The thirty-two London boroughs were established in 1965 by the London Government Act 1963. They are the principal authorities in Greater London and have responsibilities including education, housing, planning, highways, social services, libraries, recreation, waste, environmental health and revenue collection. Some of the powers are shared with the Greater London Authority, which also manages passenger transport, police and fire.

Newham has been under Labour control since its creation, besides a period of no overall control from 1968 to 1971. In the most recent election in 2018, Labour won all sixty seats with 67.2% of the vote across the borough. The Conservative Party received 15.2% of the vote, the Liberal Democrats received 5.9% of the vote and the Green Party of England and Wales received 5.2% of the vote but none of these won any seats. The Labour candidate Rokhsana Fiaz became mayor of Newham in the concurrent mayoral election, succeeding Robin Wales with 73.4% of the vote in the first round.

===Council term===
In September 2018, Veronica Oakeshott, a Labour candidate for Boleyn ward, resigned because she was moving to Oxfordshire. The by-election in November 2018 was won by Moniba Khan, the Labour candidate. In August 2020, Julianne Marriot, a Labour councillor for East Ham Central, resigned for work reasons. Due to the COVID-19 pandemic, a by-election to fill her seat could not be held until 6 May 2021 alongside the 2021 London mayoral election and London Assembly election. The Labour candidate Farah Nazeer was elected, with the Conservative candidate coming in second place.

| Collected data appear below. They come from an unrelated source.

/// Decodes an application-tagged property value. Array-valued properties
/// (priority-array, event-time-stamps) arrive as consecutive tagged values
/// and come back as [`RawValue::Array`].
pub(crate) fn decode_property_value(data: &[u8]) -> RawValue {
    let mut values = Vec::new();
    let mut offset = 0;

    while offset < data.len() {
        match decode_tagged_value(data, offset) {
            Some((value, next)) if next > offset => {
                values.push(value);
                offset = next;
            }
            _ => {
                // Unparseable tail; keep it opaque instead of dropping data.
                values.push(RawValue::Opaque(data[offset..].to_vec()));
                break;
            }
        }
    }

    match values.len() {
        0 => RawValue::Null,
        1 => values.remove(0),
        _ => RawValue::Array(values),
    }
}

fn decode_tagged_value(data: &[u8], offset: usize) -> Option<(RawValue, usize)> {
    let tag_byte = *data.get(offset)?;
    let tag_number = tag_byte >> 4;
    let is_context = tag_byte & 0x08 != 0;
    let lvt = tag_byte & 0x07;

    if is_context {
        // Opening tags wrap constructed values; skip to the matching close
        // and keep the raw bytes.
        if lvt == 6 {
            let mut depth = 1;
            let mut cursor = offset + 1;
            let start = cursor;
            while cursor < data.len() && depth > 0 {
                let b = data[cursor];
                if b & 0x08 != 0 && b & 0x07 == 6 {
                    depth += 1;
                    cursor += 1;
                } else if b & 0x08 != 0 && b & 0x07 == 7 {
                    depth -= 1;
                    cursor += 1;
                } else {
                    let (_, next) = decode_tagged_value(data, cursor)?;
                    cursor = next;
                }
            }
            return Some((RawValue::Opaque(data[start..cursor].to_vec()), cursor));
        }
        // Primitive context tag: content length is the lvt.
        let len = resolve_length(data, offset, lvt)?;
        let (content_start, content_end) = len;
        return Some((
            RawValue::Opaque(data[content_start..content_end].to_vec()),
            content_end,
        ));
    }

    if tag_number == 4 {
        // Let the protocol stack decode reals.
        return match bacnet_rs::encoding::decode_real(&data[offset..]) {
            Ok((value, consumed)) => Some((RawValue::Real(f64::from(value)), offset + consumed)),
            Err(_) => None,
        };
    }

    if tag_number == 1 {
        return Some((RawValue::Bool(lvt != 0), offset + 1));
    }

    let (content_start, content_end) = resolve_length(data, offset, lvt)?;
    let content = &data[content_start..content_end];

    let value = match tag_number {
        0 => RawValue::Null,
        2 => RawValue::Unsigned(be_u64(content)?),
        3 => RawValue::Signed(be_i64(content)?),
        5 => {
            let bytes: [u8; 8] = content.try_into().ok()?;
            RawValue::Real(f64::from_be_bytes(bytes))
        }
        7 => {
            let (_charset, text) = content.split_first()?;
            RawValue::Text(String::from_utf8_lossy(text).into_owned())
        }
        8 => {
            let (unused, bits_bytes) = content.split_first()?;
            let total_bits = bits_bytes.len() * 8;
            let used_bits = total_bits.saturating_sub(usize::from(*unused));
            let bits = (0..used_bits)
                .map(|i| bits_bytes[i / 8] & (0x80 >> (i % 8)) != 0)
                .collect();
            RawValue::Bits(bits)
        }
        9 => RawValue::Enumerated(u32::try_from(be_u64(content)?).ok()?),
        10 => {
            // Date: year offset from 1900, month, day, day-of-week
            let [year, month, day, _dow]: [u8; 4] = content.try_into().ok()?;
            RawValue::Text(format!(
                "{:04}-{:02}-{:02}",
                1900 + u32::from(year),
                month,
                day
            ))
        }
        11 => {
            let [hour, minute, second, _hundredths]: [u8; 4] = content.try_into().ok()?;
            RawValue::Text(format!("{hour:02}:{minute:02}:{second:02}"))
        }
        12 => {
            let raw = u32::from_be_bytes(content.try_into().ok()?);
            RawValue::ObjectId((raw >> 22) as u16, raw & 0x003f_ffff)
        }
        _ => RawValue::Opaque(content.to_vec()),
    };

    Some((value, content_end))
}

In July 2020, eighteen councillors submitted a complaint to the Labour Party about the mayor Rokhsana Fiaz, claiming she treated people unfairly, humiliated them and "picked on colleagues". Two councillors also complained that she hadn't dealt with antisemitism in the local party. After she was re-selected as the Labour mayoral candidate, with the party having responded to neither complaint, Pat Murphy and Quintin Peppiatt resigned from the Labour group.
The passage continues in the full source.